Robin Hood is England’s Ned Kelly, but did he really exist or is he pure legend? Experts assume that he really lived, but there are many versions of his story. The 1st literary reference to him was in 1377 when it was said that he was an outlaw who hated the sheriff and made Sherwood Forest dangerous. He did exist but movies have turned him into a folk hero of diverse personalities.
Butch Cassidy. Ruth and I visited the Wyoming Territorial Prison in Laramie last summer where he was a prisoner for 18 months, and I took the picture above. We were told that he was a quiet model prisoner. One sign there asked, “…Who was Butch Cassidy, a common thief…or a simple ranch kid from southern Utah?” Our hosts treated him as the latter. He was one of 13 children who left home as a teenager to better himself. He fell in with disreputable men like Mike Cassidy and began robbing trains and banks with his sidekick, the Sundance Kid.
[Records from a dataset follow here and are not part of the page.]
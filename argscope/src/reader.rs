// SPDX-License-Identifier: MIT OR Apache-2.0
// Copyright (c) 2025 Gustavo Noronha Silva <gustavo@noronha.dev.br>

use argscope_common::REGISTER_SIZE;
use bytes::{Buf as _, TryGetError};

use crate::error::{DecodeError, Result};

fn truncated(what: &'static str) -> impl FnOnce(TryGetError) -> DecodeError {
    move |e| DecodeError::Truncated {
        what,
        needed: e.requested,
        available: e.available,
    }
}

macro_rules! read_le {
    ($name:ident, $ty:ty, $get:ident) => {
        pub fn $name(&mut self, what: &'static str) -> Result<$ty> {
            self.buf.$get().map_err(truncated(what))
        }
    };
}

/// Forward-only cursor over one raw sample. All multi-byte values are
/// little-endian regardless of the host.
#[derive(Debug, Clone)]
pub struct SampleReader<'a> {
    buf: &'a [u8],
    len: usize,
}

impl<'a> SampleReader<'a> {
    pub fn new(sample: &'a [u8]) -> Self {
        SampleReader {
            buf: sample,
            len: sample.len(),
        }
    }

    pub fn consumed(&self) -> usize {
        self.len - self.buf.len()
    }

    pub fn remaining(&self) -> usize {
        self.buf.len()
    }

    /// Bytes not consumed yet.
    pub fn rest(&self) -> &'a [u8] {
        self.buf
    }

    read_le!(u8, u8, try_get_u8);
    read_le!(u16, u16, try_get_u16_le);
    read_le!(i16, i16, try_get_i16_le);
    read_le!(u32, u32, try_get_u32_le);
    read_le!(i32, i32, try_get_i32_le);
    read_le!(u64, u64, try_get_u64_le);
    read_le!(i64, i64, try_get_i64_le);

    pub fn bytes(&mut self, n: usize, what: &'static str) -> Result<&'a [u8]> {
        if self.buf.len() < n {
            return Err(DecodeError::Truncated {
                what,
                needed: n,
                available: self.buf.len(),
            });
        }

        let (head, tail) = self.buf.split_at(n);
        self.buf = tail;
        Ok(head)
    }

    pub fn array<const N: usize>(&mut self, what: &'static str) -> Result<[u8; N]> {
        let mut out = [0u8; N];
        out.copy_from_slice(self.bytes(N, what)?);
        Ok(out)
    }

    pub fn skip(&mut self, n: usize, what: &'static str) -> Result<()> {
        self.bytes(n, what).map(|_| ())
    }

    /// A `u32` length followed by that many bytes. A length larger than the
    /// rest of the sample is reported as malformed rather than short.
    pub fn len_prefixed(&mut self, what: &'static str) -> Result<&'a [u8]> {
        let declared = self.u32(what)?;
        let available = self.remaining();
        if declared as usize > available {
            return Err(DecodeError::MalformedLength {
                what,
                declared,
                available,
            });
        }

        self.bytes(declared as usize, what)
    }

    pub fn register(&mut self) -> Result<RegisterValue> {
        let raw = self.array::<REGISTER_SIZE>("register")?;
        Ok(RegisterValue {
            address: u64::from_le_bytes(raw),
        })
    }
}

/// One register-sized slot: either a pointer or a raw scalar, the caller
/// decides which.
#[derive(Debug, Copy, Clone, PartialEq, Eq)]
pub struct RegisterValue {
    pub address: u64,
}

impl RegisterValue {
    pub fn is_null(&self) -> bool {
        self.address == 0
    }
}
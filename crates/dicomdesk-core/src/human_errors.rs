// SPDX-License-Identifier: PMPL-1.0-or-later
// Copyright (c) 2026 Jonathan D.A. Jewell (hyperpolymath) <jonathan.jewell@open.ac.uk>
//
// Human-readable error messages for the settings and status areas of the UI.
//
// Every technical error is mapped to plain English with a clear suggestion.
// Severity drives how the UI presents it.

use crate::error::DeskError;

/// Severity of an error from the user's perspective.
#[derive(Debug, Clone, Copy, PartialEq, Eq)]
pub enum Severity {
    /// Retrying may help.
    Transient,
    /// User must change something (a setting, a file location).
    ActionRequired,
    /// Cannot be fixed from inside the app.
    Permanent,
}

/// A human-readable error with plain English message and actionable suggestion.
#[derive(Debug, Clone)]
pub struct HumanError {
    /// Plain English summary (shown as a heading).
    pub message: String,
    /// What the user should try (shown as body text).
    pub suggestion: String,
    /// Severity level (drives colour in UI).
    pub severity: Severity,
}

/// Convert a `DeskError` into a `HumanError`.
pub fn humanize_error(err: &DeskError) -> HumanError {
    match err {
        DeskError::MissingElement(id) => HumanError {
            message: "The services page is incomplete.".into(),
            suggestion: format!(
                "Check the panel settings: no element matches \"{id}\". Resetting to defaults usually fixes this."
            ),
            severity: Severity::ActionRequired,
        },

        DeskError::Render(_) => HumanError {
            message: "A service description could not be displayed.".into(),
            suggestion: "Please report this problem; it needs a fix in the app.".into(),
            severity: Severity::Permanent,
        },

        DeskError::Config(detail) => HumanError {
            message: "Those settings can't be used.".into(),
            suggestion: format!("Correct the highlighted value and save again. ({detail})"),
            severity: Severity::ActionRequired,
        },

        DeskError::Io(io_err) => match io_err.kind() {
            std::io::ErrorKind::NotFound => HumanError {
                message: "The settings file couldn't be found.".into(),
                suggestion: "Default settings are in use. Save your settings to create the file.".into(),
                severity: Severity::ActionRequired,
            },
            std::io::ErrorKind::PermissionDenied => HumanError {
                message: "The app doesn't have permission to use its settings file.".into(),
                suggestion: "Check the permissions of the DICOM Desk data folder.".into(),
                severity: Severity::ActionRequired,
            },
            _ => HumanError {
                message: "There was a problem reading or writing a file.".into(),
                suggestion: "Try again. If this keeps happening, your disk may be full.".into(),
                severity: Severity::Transient,
            },
        },

        DeskError::Serialization(_) => HumanError {
            message: "The settings file is damaged.".into(),
            suggestion: "Save your settings again to replace it.".into(),
            severity: Severity::ActionRequired,
        },
    }
}
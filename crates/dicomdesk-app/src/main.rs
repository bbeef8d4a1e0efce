// SPDX-License-Identifier: PMPL-1.0-or-later
// Copyright (c) 2026 Jonathan D.A. Jewell (hyperpolymath) <jonathan.jewell@open.ac.uk>
//
// DICOM Desk — pick a DICOM service and upload files to it.
//
// Entry point. Initialises logging, backend services, app state, and launches
// the Dioxus UI.

mod pages;
mod services;
mod state;

use dioxus::prelude::*;

use pages::home::Home;
use pages::settings::Settings;

use services::app_services::{AppServices, configured_log_filter};

fn main() {
    tracing_subscriber::fmt()
        .with_env_filter(
            tracing_subscriber::EnvFilter::try_from_default_env()
                .unwrap_or_else(|_| tracing_subscriber::EnvFilter::new(configured_log_filter())),
        )
        .init();

    tracing::info!("DICOM Desk starting");

    dioxus::launch(app);
}

/// Top-level route enum.
#[derive(Debug, Clone, Routable, PartialEq)]
enum Route {
    #[layout(TabLayout)]
    #[route("/")]
    Home {},
    #[route("/settings")]
    Settings {},
}

/// Root component.
fn app() -> Element {
    let svc = use_hook(|| match AppServices::init() {
        Ok(s) => {
            tracing::info!("backend services initialised");
            s
        }
        Err(e) => {
            tracing::error!(error = %e, "service init failed — using defaults");
            AppServices::fallback().expect("even fallback init failed")
        }
    });

    // Provide services and state as context for all pages
    use_context_provider(|| svc.clone());
    use_context_provider(|| Signal::new(state::AppState::new(&svc)));

    rsx! {
        Router::<Route> {}
    }
}

/// Persistent bottom tab layout wrapping all pages.
#[component]
fn TabLayout() -> Element {
    rsx! {
        div { class: "app-container",
            style: "display: flex; flex-direction: column; height: 100vh; font-family: system-ui, -apple-system, sans-serif;",

            div { class: "page-content",
                style: "flex: 1; overflow-y: auto; padding: 16px;",
                Outlet::<Route> {}
            }

            nav { class: "tab-bar",
                style: "display: flex; justify-content: space-around; padding: 8px 0; border-top: 1px solid #e0e0e0; background: #fafafa;",
                TabButton { to: Route::Home {}, label: "Services", icon: "S" }
                TabButton { to: Route::Settings {}, label: "Settings", icon: "G" }
            }
        }
    }
}

#[component]
fn TabButton(to: Route, label: &'static str, icon: &'static str) -> Element {
    rsx! {
        Link { to: to,
            style: "display: flex; flex-direction: column; align-items: center; text-decoration: none; color: #333; font-size: 12px;",
            span { style: "font-size: 20px;", "{icon}" }
            span { "{label}" }
        }
    }
}
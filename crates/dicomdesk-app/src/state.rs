// SPDX-License-Identifier: PMPL-1.0-or-later
// Copyright (c) 2026 Jonathan D.A. Jewell (hyperpolymath) <jonathan.jewell@open.ac.uk>
//
// Global application state — reactive signals for the Dioxus UI.
//
// The services page is modelled as an `InMemoryPage`: one element per card
// plus the details panel. The panel controller writes to that model and the
// UI renders from it.

use dicomdesk_bridge::memory::{ElementSpec, InMemoryPage};
use dicomdesk_bridge::traits::ElementQuery;
use dicomdesk_core::AppConfig;
use dicomdesk_core::config::PanelConfig;
use dicomdesk_core::human_errors::humanize_error;
use dicomdesk_core::types::{ElementId, ServiceKind};
use dicomdesk_panel::{ClickOutcome, PanelController};

use crate::services::app_services::AppServices;

/// A card as laid out on the services page.
#[derive(Debug, Clone, PartialEq)]
pub struct ServiceCard {
    pub element: ElementId,
    pub kind: ServiceKind,
    pub title: &'static str,
    pub blurb: &'static str,
}

/// Shared state accessible to all pages via `use_context`.
#[derive(Debug, Clone)]
pub struct AppState {
    /// Page model the controller is attached to.
    pub page: InMemoryPage,
    /// Cards in layout order.
    pub cards: Vec<ServiceCard>,
    /// `None` when attaching failed; see `status_message`.
    pub controller: Option<PanelController>,
    /// Selectors the page was laid out and attached with.
    pub layout: PanelConfig,
    /// Application settings as edited on the settings page. Changes apply on
    /// the next launch.
    pub config: AppConfig,
    /// Status message for user feedback.
    pub status_message: Option<String>,
}

impl AppState {
    /// Lay out the services page and attach the panel controller to it.
    pub fn new(svc: &AppServices) -> Self {
        let config = svc.config();
        let layout = config.panel.clone();
        let panel_config = &layout;

        let mut page = InMemoryPage::new();
        let cards = ServiceKind::ALL
            .into_iter()
            .map(|kind| {
                let (title, blurb) = card_text(kind);
                let element = page.add_element(
                    ElementSpec::new()
                        .with_class(panel_config.card_class.clone())
                        .with_attribute(panel_config.service_attribute.clone(), kind.identifier()),
                );
                ServiceCard {
                    element,
                    kind,
                    title,
                    blurb,
                }
            })
            .collect();
        page.add_element(ElementSpec::new().with_id(panel_config.details_panel_id.clone()));

        let (controller, status_message) =
            match PanelController::attach(&page, svc.catalog(), panel_config) {
                Ok(c) => (Some(c), None),
                Err(e) => {
                    tracing::error!(error = %e, "service panel unavailable");
                    (None, Some(humanize_error(&e).message))
                }
            };

        Self {
            page,
            cards,
            controller,
            layout,
            config,
            status_message,
        }
    }

    /// Forward a card click to the controller.
    pub fn click_card(&mut self, card: ElementId) {
        let Some(controller) = self.controller.as_ref() else {
            return;
        };
        match controller.handle_click(&mut self.page, card) {
            Ok(ClickOutcome::Shown(kind)) => {
                tracing::info!(service = %kind, "service selected");
                self.status_message = None;
            }
            Ok(ClickOutcome::Ignored) => {}
            Err(e) => {
                tracing::error!(error = %e, "details panel update failed");
                self.status_message = Some(humanize_error(&e).message);
            }
        }
    }

    /// Value of the service attribute on `card`'s element.
    pub fn card_service(&self, card: &ServiceCard) -> String {
        self.page
            .attribute(card.element, &self.layout.service_attribute)
            .unwrap_or_default()
    }

    /// Details panel HTML and CSS display value, if the panel exists.
    pub fn panel_view(&self) -> Option<(&str, &'static str)> {
        let panel = self.controller.as_ref()?.panel();
        let html = self.page.inner_html(panel)?;
        let display = self.page.display(panel)?;
        Some((html, display.css_value()))
    }
}

fn card_text(kind: ServiceKind) -> (&'static str, &'static str) {
    match kind {
        ServiceKind::ImageConversion => (
            "Image Conversion",
            "Turn DICOM slices into JPEG or PNG images.",
        ),
        ServiceKind::Segmentation => (
            "Segmentation",
            "Threshold a DICOM series into segmented slices.",
        ),
        ServiceKind::Model3d => ("3D Model", "Build an STL surface model from a DICOM series."),
    }
}

#[cfg(test)]
mod tests {
    use super::*;

    fn state() -> (tempfile::TempDir, AppState) {
        let dir = tempfile::tempdir().unwrap();
        let svc = AppServices::init_in(dir.path().to_path_buf()).unwrap();
        (dir, AppState::new(&svc))
    }

    #[test]
    fn page_has_a_card_per_service_and_a_hidden_panel() {
        let (_dir, state) = state();
        assert_eq!(state.cards.len(), 3);
        assert_eq!(state.page.elements_with_class("card").len(), 3);
        assert_eq!(
            state.page.attribute(state.cards[2].element, "data-service").as_deref(),
            Some("model3D")
        );
        let (html, display) = state.panel_view().unwrap();
        assert_eq!(html, "");
        assert_eq!(display, "none");
        assert!(state.status_message.is_none());
    }

    #[test]
    fn clicking_a_card_reveals_its_form() {
        let (_dir, mut state) = state();
        let seg = state.cards[1].element;
        state.click_card(seg);
        let (html, display) = state.panel_view().unwrap();
        assert!(html.contains("Segmentation Service"));
        assert_eq!(display, "block");
    }

    #[test]
    fn last_card_clicked_is_shown() {
        let (_dir, mut state) = state();
        let first = state.cards[0].element;
        let third = state.cards[2].element;
        state.click_card(first);
        state.click_card(third);
        let (html, _) = state.panel_view().unwrap();
        assert!(html.contains("3D Model Generator"));
        assert!(!html.contains("DICOM to Image Converter"));
    }

    #[test]
    fn unsaved_settings_do_not_change_the_laid_out_page() {
        let (_dir, mut state) = state();
        state.config.panel.card_class = "tile".into();
        state.config.panel.service_attribute = "data-kind".into();
        state.config.panel.details_panel_id = "elsewhere".into();

        assert_eq!(state.layout, PanelConfig::default());
        assert_eq!(state.card_service(&state.cards[0]), "image_conversion");

        let model = state.cards[2].element;
        state.click_card(model);
        let (html, display) = state.panel_view().unwrap();
        assert!(html.contains("3D Model Generator"));
        assert_eq!(display, "block");
    }
}
// SPDX-License-Identifier: PMPL-1.0-or-later
// Copyright (c) 2026 Jonathan D.A. Jewell (hyperpolymath) <jonathan.jewell@open.ac.uk>
//
// DICOM Desk — service catalog and the controller that swaps the details panel.

pub mod catalog;
pub mod controller;
pub mod fragment;

pub use catalog::{CatalogEntry, ServiceCatalog};
pub use controller::{ClickOutcome, PanelController};
pub use fragment::render_fragment;
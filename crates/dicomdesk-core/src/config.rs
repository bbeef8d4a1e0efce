// SPDX-License-Identifier: PMPL-1.0-or-later
// Copyright (c) 2026 Jonathan D.A. Jewell (hyperpolymath) <jonathan.jewell@open.ac.uk>
//
// Application configuration.

use std::path::Path;

use serde::{Deserialize, Serialize};

use crate::error::{DeskError, Result};

/// How the controller finds its elements on the page.
#[derive(Debug, Clone, PartialEq, Eq, Serialize, Deserialize)]
#[serde(default)]
pub struct PanelConfig {
    /// Class carried by every service card.
    pub card_class: String,
    /// Attribute holding a card's service identifier.
    pub service_attribute: String,
    /// Id of the shared details container.
    pub details_panel_id: String,
}

impl Default for PanelConfig {
    fn default() -> Self {
        Self {
            card_class: "card".into(),
            service_attribute: "data-service".into(),
            details_panel_id: "service-details".into(),
        }
    }
}

/// Inputs to the built-in service catalog.
#[derive(Debug, Clone, Default, PartialEq, Eq, Serialize, Deserialize)]
#[serde(default)]
pub struct CatalogConfig {
    /// Prefix for form actions, e.g. `http://localhost:5000`. Empty means
    /// same-origin paths such as `/service/segmentation`.
    pub endpoint_base: String,
}

/// Persistent application settings.
#[derive(Debug, Clone, PartialEq, Eq, Serialize, Deserialize)]
#[serde(default)]
pub struct AppConfig {
    pub panel: PanelConfig,
    pub catalog: CatalogConfig,
    /// Default `tracing` filter when `RUST_LOG` is unset.
    pub log_filter: String,
}

impl Default for AppConfig {
    fn default() -> Self {
        Self {
            panel: PanelConfig::default(),
            catalog: CatalogConfig::default(),
            log_filter: "info".into(),
        }
    }
}

impl AppConfig {
    /// Read a JSON config file.
    pub fn load(path: &Path) -> Result<Self> {
        let data = std::fs::read_to_string(path)?;
        let config: Self = serde_json::from_str(&data)?;
        config.validate()?;
        Ok(config)
    }

    /// Write the config as pretty-printed JSON.
    pub fn save(&self, path: &Path) -> Result<()> {
        self.validate()?;
        let json = serde_json::to_string_pretty(self)?;
        std::fs::write(path, json)?;
        Ok(())
    }

    /// Reject selectors the controller could never match.
    pub fn validate(&self) -> Result<()> {
        let panel = &self.panel;
        for (field, value) in [
            ("panel.card_class", &panel.card_class),
            ("panel.service_attribute", &panel.service_attribute),
            ("panel.details_panel_id", &panel.details_panel_id),
        ] {
            if value.trim().is_empty() {
                return Err(DeskError::Config(format!("{field} must not be empty")));
            }
        }
        Ok(())
    }
}
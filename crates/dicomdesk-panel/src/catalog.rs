// SPDX-License-Identifier: PMPL-1.0-or-later
// Copyright (c) 2026 Jonathan D.A. Jewell (hyperpolymath) <jonathan.jewell@open.ac.uk>
//
// Immutable service catalog: service identifier -> rendered details fragment.
//
// Built once at startup and shared behind an `Arc`; there is no way to mutate
// a catalog after construction.

use std::collections::HashMap;

use tracing::debug;

use dicomdesk_core::config::CatalogConfig;
use dicomdesk_core::error::Result;
use dicomdesk_core::types::{ServiceEntry, ServiceKind};

use crate::fragment::render_fragment;

/// A catalog entry with its pre-rendered fragment.
#[derive(Debug, Clone, PartialEq, Eq)]
pub struct CatalogEntry {
    pub entry: ServiceEntry,
    pub fragment: String,
}

#[derive(Debug, Clone, Default)]
pub struct ServiceCatalog {
    entries: HashMap<ServiceKind, CatalogEntry>,
}

impl ServiceCatalog {
    /// The three built-in DICOM services.
    pub fn builtin(config: &CatalogConfig) -> Result<Self> {
        Self::from_entries(
            ServiceKind::ALL
                .into_iter()
                .map(|kind| ServiceEntry::builtin(kind, &config.endpoint_base)),
        )
    }

    /// Render and index `entries`. A later entry for the same kind replaces
    /// an earlier one.
    pub fn from_entries(entries: impl IntoIterator<Item = ServiceEntry>) -> Result<Self> {
        let mut map = HashMap::new();
        for entry in entries {
            let fragment = render_fragment(&entry)?;
            debug!(service = %entry.kind, bytes = fragment.len(), "fragment rendered");
            map.insert(entry.kind, CatalogEntry { entry, fragment });
        }
        Ok(Self { entries: map })
    }

    /// Look up a raw `data-service` value.
    pub fn lookup(&self, identifier: &str) -> Option<&CatalogEntry> {
        ServiceKind::from_identifier(identifier).and_then(|kind| self.get(kind))
    }

    pub fn get(&self, kind: ServiceKind) -> Option<&CatalogEntry> {
        self.entries.get(&kind)
    }

    /// Fragment for a raw identifier.
    pub fn fragment(&self, identifier: &str) -> Option<&str> {
        self.lookup(identifier).map(|e| e.fragment.as_str())
    }

    /// Entries in card order.
    pub fn entries(&self) -> impl Iterator<Item = &CatalogEntry> {
        ServiceKind::ALL.into_iter().filter_map(|kind| self.entries.get(&kind))
    }

    pub fn len(&self) -> usize {
        self.entries.len()
    }

    pub fn is_empty(&self) -> bool {
        self.entries.is_empty()
    }
}

#[cfg(test)]
mod tests {
    use super::*;

    fn catalog() -> ServiceCatalog {
        ServiceCatalog::builtin(&CatalogConfig::default()).unwrap()
    }

    #[test]
    fn builtin_has_every_service() {
        let catalog = catalog();
        assert_eq!(catalog.len(), 3);
        let kinds: Vec<_> = catalog.entries().map(|e| e.entry.kind).collect();
        assert_eq!(kinds, ServiceKind::ALL.to_vec());
    }

    #[test]
    fn lookup_by_identifier() {
        let catalog = catalog();
        let seg = catalog.lookup("segmentation").unwrap();
        assert_eq!(seg.entry.heading, "Segmentation Service");
        assert!(seg.fragment.contains(r#"action="/service/segmentation""#));

        assert_eq!(catalog.fragment("model3D"), catalog.fragment("3d_model"));
        assert!(catalog.fragment("unknown").is_none());
    }

    #[test]
    fn fragments_are_distinct() {
        let catalog = catalog();
        let a = catalog.fragment("image_conversion").unwrap();
        let b = catalog.fragment("segmentation").unwrap();
        let c = catalog.fragment("model3D").unwrap();
        assert_ne!(a, b);
        assert_ne!(b, c);
        assert_ne!(a, c);
    }

    #[test]
    fn partial_catalog_omits_missing_kinds() {
        let catalog =
            ServiceCatalog::from_entries([ServiceEntry::builtin(ServiceKind::Segmentation, "")])
                .unwrap();
        assert_eq!(catalog.len(), 1);
        assert!(catalog.lookup("segmentation").is_some());
        assert!(catalog.lookup("image_conversion").is_none());
    }
}
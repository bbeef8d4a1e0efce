// SPDX-License-Identifier: PMPL-1.0-or-later
// Copyright (c) 2026 Jonathan D.A. Jewell (hyperpolymath) <jonathan.jewell@open.ac.uk>
//
// Service layer — bridges the Dioxus UI to the dicomdesk backend crates.

pub mod app_services;
pub mod data_dir;
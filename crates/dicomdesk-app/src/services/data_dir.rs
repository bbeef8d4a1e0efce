// SPDX-License-Identifier: PMPL-1.0-or-later
// Copyright (c) 2026 Jonathan D.A. Jewell (hyperpolymath) <jonathan.jewell@open.ac.uk>
//
// Where DICOM Desk keeps `config.json`.

use std::path::{Path, PathBuf};

const APP_DIR: &str = "dicomdesk";

/// The settings folder, created on first use.
///
/// A folder that cannot be created is logged and still returned; saving
/// settings into it then reports the I/O error to the user.
pub fn data_dir() -> PathBuf {
    let dir = settings_root(
        std::env::var_os("XDG_DATA_HOME").map(PathBuf::from),
        std::env::var_os("HOME").map(PathBuf::from),
    );
    if let Err(e) = std::fs::create_dir_all(&dir) {
        tracing::warn!(error = %e, dir = %dir.display(), "cannot create settings folder");
    }
    dir
}

/// `$XDG_DATA_HOME/dicomdesk`, else `$HOME/.local/share/dicomdesk`, else a
/// folder under the system temp dir. Empty variables count as unset.
fn settings_root(xdg_data_home: Option<PathBuf>, home: Option<PathBuf>) -> PathBuf {
    let non_empty = |p: &PathBuf| !p.as_os_str().is_empty();
    if let Some(xdg) = xdg_data_home.filter(non_empty) {
        return xdg.join(APP_DIR);
    }
    if let Some(home) = home.filter(non_empty) {
        return share_dir(&home).join(APP_DIR);
    }
    std::env::temp_dir().join(APP_DIR)
}

fn share_dir(home: &Path) -> PathBuf {
    home.join(".local").join("share")
}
Oskar Schindler was a member of the Nazi Party, a spy, and an industrialist who saved 1,200 Jews during the Holocaust. I have visited his enamelware factory in Krakow, Poland, where he hired Jews because they would work for less than Poles. After World War II he was in danger of arrest as a war criminal. He had blown his fortune on bribes and black market purchases by this time. He was a complex hero.
Mahatma Ghandi, an Indian lawyer, nationalist, and non-violent resister who helped India break from British rule, spoke constantly about sex. In his 30s he tried to reform and stop thinking about sex, but it didn’t last. There are many articles available about his fixation, and if he were alive today he might be treated more like Harvey Weinstein than a national hero.